== Supplied information ==

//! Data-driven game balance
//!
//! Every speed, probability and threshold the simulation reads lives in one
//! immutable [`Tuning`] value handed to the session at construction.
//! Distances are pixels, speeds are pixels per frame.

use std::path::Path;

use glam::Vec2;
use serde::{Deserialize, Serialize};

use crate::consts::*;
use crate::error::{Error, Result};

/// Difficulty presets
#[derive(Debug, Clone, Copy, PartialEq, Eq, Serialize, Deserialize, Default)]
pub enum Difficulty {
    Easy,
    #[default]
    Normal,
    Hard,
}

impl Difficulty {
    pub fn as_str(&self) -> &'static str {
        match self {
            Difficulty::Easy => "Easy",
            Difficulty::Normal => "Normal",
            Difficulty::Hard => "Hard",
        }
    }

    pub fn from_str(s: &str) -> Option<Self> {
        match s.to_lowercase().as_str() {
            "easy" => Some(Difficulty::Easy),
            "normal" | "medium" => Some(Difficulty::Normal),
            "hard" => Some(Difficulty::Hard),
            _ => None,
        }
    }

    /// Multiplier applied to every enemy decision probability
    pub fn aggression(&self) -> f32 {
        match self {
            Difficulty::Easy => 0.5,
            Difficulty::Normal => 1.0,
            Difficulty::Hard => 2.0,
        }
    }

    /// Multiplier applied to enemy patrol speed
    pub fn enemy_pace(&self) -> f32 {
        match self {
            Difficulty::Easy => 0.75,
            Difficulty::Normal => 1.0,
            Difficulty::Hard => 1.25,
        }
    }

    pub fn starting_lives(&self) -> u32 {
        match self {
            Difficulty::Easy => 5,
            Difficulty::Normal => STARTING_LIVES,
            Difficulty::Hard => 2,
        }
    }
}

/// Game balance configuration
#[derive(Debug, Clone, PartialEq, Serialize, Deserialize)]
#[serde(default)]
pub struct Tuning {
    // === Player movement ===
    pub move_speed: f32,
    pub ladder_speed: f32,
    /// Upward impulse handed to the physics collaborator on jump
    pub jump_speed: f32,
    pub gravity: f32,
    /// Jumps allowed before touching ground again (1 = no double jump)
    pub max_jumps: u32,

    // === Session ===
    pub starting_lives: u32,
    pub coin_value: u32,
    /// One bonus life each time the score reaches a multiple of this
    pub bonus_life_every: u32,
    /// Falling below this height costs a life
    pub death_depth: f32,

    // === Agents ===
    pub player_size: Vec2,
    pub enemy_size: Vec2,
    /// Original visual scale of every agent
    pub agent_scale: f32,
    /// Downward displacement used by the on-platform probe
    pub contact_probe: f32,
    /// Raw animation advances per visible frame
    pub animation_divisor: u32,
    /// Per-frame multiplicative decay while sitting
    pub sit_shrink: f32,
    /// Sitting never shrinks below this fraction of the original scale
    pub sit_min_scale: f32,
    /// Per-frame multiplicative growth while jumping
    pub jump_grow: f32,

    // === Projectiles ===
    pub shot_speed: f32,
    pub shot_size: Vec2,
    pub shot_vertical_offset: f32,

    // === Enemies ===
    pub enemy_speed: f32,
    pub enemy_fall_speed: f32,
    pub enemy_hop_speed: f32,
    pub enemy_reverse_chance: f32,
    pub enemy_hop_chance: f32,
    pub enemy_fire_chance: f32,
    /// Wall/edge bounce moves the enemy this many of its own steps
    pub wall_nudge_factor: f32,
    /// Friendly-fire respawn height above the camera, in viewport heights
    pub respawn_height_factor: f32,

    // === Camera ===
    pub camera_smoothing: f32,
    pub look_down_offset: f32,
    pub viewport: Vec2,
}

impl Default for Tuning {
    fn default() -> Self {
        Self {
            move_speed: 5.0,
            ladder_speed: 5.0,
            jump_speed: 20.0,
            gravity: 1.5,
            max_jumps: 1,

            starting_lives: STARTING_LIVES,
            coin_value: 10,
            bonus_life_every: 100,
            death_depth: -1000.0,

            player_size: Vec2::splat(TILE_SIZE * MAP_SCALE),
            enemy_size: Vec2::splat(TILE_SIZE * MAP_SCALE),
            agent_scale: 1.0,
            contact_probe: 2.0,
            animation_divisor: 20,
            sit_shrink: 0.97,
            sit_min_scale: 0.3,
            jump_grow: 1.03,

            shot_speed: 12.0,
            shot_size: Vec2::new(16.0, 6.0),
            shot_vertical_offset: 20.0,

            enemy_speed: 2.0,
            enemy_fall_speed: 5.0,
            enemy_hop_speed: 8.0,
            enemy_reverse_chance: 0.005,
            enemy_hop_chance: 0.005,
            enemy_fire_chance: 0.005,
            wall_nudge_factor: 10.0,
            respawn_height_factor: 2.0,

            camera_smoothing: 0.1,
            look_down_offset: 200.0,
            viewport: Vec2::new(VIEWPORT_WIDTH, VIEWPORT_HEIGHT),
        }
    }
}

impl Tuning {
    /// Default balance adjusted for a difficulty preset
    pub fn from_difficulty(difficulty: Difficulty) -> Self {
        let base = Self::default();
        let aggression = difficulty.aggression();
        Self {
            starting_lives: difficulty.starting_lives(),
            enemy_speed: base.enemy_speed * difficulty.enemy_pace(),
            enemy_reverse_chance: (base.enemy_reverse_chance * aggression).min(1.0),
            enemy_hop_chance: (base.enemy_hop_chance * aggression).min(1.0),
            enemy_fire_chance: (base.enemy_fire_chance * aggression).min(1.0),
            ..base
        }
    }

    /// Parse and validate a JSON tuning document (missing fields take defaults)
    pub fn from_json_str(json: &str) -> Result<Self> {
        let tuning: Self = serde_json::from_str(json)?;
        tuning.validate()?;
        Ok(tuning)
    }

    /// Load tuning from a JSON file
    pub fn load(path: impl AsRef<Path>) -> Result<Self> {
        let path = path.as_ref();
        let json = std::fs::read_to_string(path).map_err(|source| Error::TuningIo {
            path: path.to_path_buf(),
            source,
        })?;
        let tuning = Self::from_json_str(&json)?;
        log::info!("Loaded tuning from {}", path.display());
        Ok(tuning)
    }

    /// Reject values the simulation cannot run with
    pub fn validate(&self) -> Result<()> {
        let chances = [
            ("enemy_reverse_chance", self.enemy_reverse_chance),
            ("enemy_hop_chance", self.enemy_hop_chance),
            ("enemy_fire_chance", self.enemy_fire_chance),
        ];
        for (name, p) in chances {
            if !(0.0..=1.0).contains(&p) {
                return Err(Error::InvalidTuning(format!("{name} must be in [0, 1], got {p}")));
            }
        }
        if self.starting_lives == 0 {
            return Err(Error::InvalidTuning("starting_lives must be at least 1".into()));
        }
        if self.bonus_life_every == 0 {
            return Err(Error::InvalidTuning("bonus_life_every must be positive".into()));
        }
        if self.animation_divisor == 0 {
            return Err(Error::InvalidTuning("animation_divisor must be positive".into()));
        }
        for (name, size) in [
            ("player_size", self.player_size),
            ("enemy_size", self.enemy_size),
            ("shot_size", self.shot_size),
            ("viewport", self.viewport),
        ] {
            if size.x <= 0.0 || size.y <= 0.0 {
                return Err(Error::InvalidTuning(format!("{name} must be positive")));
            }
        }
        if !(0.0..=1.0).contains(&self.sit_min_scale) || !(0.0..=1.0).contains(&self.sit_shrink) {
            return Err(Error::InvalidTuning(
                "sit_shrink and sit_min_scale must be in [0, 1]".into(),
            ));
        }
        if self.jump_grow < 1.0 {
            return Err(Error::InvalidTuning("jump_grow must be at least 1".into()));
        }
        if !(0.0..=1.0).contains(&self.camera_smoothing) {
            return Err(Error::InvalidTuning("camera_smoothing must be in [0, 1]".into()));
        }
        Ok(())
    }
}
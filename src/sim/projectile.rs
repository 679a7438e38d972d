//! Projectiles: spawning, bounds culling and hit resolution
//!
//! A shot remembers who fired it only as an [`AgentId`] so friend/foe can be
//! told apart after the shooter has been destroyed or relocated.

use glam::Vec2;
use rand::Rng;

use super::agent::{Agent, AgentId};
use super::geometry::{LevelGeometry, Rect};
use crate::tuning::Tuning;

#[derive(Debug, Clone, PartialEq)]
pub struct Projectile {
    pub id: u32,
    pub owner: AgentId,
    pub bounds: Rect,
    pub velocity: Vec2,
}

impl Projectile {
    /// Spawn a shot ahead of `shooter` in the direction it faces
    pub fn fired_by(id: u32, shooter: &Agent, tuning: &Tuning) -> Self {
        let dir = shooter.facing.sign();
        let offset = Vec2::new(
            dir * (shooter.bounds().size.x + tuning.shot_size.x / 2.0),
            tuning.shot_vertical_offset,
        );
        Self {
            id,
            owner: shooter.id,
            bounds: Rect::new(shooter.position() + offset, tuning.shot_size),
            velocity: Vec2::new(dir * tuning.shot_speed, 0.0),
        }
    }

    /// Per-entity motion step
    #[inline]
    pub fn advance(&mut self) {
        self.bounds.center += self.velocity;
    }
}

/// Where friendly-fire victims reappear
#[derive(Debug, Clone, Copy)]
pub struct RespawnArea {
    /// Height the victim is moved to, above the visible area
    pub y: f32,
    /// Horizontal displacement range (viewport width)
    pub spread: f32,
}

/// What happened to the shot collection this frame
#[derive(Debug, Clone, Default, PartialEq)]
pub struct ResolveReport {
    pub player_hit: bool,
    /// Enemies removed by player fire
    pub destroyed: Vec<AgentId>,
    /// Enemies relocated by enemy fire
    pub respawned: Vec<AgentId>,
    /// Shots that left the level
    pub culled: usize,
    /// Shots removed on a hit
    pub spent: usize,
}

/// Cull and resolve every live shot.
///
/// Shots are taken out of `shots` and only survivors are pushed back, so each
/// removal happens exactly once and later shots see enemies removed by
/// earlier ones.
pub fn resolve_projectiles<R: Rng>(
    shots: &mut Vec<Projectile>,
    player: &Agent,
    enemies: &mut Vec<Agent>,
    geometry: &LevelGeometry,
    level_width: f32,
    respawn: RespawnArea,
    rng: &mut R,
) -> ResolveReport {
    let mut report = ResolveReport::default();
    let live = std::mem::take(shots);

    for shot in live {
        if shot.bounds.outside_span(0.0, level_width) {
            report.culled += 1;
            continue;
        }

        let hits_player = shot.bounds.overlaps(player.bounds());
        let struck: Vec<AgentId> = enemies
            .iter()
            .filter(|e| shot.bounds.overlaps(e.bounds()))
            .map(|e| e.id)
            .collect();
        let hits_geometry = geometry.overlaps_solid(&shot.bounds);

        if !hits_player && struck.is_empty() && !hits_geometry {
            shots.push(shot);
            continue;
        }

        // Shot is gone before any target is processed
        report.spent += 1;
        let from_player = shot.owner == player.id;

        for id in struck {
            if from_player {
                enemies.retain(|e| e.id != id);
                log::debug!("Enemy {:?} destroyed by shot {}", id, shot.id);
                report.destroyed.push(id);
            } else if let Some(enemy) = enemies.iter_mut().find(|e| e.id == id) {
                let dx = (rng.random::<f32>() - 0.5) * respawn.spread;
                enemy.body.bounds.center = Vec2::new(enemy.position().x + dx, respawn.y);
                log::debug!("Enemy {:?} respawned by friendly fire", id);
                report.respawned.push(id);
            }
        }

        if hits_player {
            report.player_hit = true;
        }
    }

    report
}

===

## To do
Go to the line holding "enemy.body.bounds.center = Vec2::new(enemy.position().x" in the entries above and return it, along with every line after it, exactly as written.

## Written response
                enemy.body.bounds.center = Vec2::new(enemy.position().x + dx, respawn.y);
                log::debug!("Enemy {:?} respawned by friendly fire", id);
                report.respawned.push(id);
            }
        }

        if hits_player {
            report.player_hit = true;
        }
    }

    report
}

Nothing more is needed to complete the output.